-------- MATERIAL SUPPLIED

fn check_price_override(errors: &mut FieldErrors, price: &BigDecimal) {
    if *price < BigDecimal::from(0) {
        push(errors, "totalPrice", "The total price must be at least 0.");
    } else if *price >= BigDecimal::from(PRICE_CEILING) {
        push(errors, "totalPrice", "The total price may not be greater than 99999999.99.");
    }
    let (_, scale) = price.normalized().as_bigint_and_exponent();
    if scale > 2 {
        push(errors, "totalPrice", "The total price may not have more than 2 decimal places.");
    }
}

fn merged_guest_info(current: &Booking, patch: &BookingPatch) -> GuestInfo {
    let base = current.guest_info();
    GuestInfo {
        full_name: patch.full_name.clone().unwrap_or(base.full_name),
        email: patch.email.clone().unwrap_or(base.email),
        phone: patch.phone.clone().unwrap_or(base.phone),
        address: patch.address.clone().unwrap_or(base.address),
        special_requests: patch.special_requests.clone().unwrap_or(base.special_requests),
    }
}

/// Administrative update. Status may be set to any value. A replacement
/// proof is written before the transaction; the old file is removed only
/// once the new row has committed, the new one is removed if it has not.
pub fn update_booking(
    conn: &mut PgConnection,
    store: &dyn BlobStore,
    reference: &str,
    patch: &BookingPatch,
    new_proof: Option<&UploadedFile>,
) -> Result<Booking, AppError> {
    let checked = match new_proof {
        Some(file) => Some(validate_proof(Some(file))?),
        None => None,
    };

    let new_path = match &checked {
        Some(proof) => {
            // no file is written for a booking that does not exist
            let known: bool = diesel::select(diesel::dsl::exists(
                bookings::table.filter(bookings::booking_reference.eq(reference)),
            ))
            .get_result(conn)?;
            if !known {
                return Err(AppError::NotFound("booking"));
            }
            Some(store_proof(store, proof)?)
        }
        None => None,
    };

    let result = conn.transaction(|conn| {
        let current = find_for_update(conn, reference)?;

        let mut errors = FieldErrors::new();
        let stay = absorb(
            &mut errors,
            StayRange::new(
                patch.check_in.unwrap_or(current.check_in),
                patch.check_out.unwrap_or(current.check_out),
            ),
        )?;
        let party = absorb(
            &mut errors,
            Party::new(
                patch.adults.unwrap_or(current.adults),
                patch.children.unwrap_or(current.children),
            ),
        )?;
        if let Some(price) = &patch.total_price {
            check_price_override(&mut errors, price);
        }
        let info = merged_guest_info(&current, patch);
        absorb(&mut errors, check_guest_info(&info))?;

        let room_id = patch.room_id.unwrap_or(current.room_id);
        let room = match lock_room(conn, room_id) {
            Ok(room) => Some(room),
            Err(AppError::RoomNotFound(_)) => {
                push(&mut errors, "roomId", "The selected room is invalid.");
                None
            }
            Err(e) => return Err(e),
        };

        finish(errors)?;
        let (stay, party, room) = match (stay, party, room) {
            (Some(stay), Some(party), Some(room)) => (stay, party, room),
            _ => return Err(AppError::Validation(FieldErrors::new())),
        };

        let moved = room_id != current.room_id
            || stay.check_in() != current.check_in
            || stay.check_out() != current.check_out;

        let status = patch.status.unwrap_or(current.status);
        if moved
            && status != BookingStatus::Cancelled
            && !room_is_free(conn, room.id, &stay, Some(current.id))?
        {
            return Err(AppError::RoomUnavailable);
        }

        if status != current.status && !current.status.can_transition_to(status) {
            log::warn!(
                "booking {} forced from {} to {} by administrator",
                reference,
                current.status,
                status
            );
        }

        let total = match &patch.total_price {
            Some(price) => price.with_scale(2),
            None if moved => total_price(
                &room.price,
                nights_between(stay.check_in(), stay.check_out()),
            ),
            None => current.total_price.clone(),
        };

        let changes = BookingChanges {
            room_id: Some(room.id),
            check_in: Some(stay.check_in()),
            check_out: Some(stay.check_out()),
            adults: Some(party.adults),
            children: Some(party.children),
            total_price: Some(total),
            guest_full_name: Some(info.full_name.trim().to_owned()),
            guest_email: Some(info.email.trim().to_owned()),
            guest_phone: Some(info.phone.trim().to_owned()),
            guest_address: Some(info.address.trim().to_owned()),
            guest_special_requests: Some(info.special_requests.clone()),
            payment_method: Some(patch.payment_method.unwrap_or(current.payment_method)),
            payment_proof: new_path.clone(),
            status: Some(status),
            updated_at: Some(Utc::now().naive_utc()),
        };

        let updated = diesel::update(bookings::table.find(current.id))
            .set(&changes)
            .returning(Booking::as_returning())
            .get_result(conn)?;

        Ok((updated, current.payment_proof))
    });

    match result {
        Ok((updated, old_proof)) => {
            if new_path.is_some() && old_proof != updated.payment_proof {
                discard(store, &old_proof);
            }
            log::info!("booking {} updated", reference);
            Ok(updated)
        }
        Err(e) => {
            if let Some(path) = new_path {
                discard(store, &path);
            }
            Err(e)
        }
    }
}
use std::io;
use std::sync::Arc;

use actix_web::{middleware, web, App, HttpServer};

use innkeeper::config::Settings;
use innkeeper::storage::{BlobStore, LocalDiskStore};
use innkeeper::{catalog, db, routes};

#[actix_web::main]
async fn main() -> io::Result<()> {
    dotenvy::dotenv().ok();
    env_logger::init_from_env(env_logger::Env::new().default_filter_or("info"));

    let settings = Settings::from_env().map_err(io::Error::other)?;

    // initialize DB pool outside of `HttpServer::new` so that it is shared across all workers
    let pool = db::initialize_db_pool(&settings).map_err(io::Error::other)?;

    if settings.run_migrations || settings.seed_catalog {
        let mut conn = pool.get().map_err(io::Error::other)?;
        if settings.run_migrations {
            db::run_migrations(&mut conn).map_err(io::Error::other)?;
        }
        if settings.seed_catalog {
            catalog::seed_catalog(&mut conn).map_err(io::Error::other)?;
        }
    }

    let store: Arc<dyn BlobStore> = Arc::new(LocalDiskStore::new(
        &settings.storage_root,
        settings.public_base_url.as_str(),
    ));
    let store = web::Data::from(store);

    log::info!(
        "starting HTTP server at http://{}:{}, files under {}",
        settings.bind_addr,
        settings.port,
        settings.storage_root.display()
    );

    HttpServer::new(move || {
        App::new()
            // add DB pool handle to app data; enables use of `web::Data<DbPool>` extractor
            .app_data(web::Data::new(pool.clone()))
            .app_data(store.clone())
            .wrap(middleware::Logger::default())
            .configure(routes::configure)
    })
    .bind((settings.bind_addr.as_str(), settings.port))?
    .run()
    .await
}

----------------

ASSIGNMENT:
Read the records above. Show each line that has the string "AppError".

SOLUTION TO THE PROBLEM:
) -> Result<Booking, AppError> {
                return Err(AppError::NotFound("booking"));
            Err(AppError::RoomNotFound(_)) => {
            _ => return Err(AppError::Validation(FieldErrors::new())),
            return Err(AppError::RoomUnavailable);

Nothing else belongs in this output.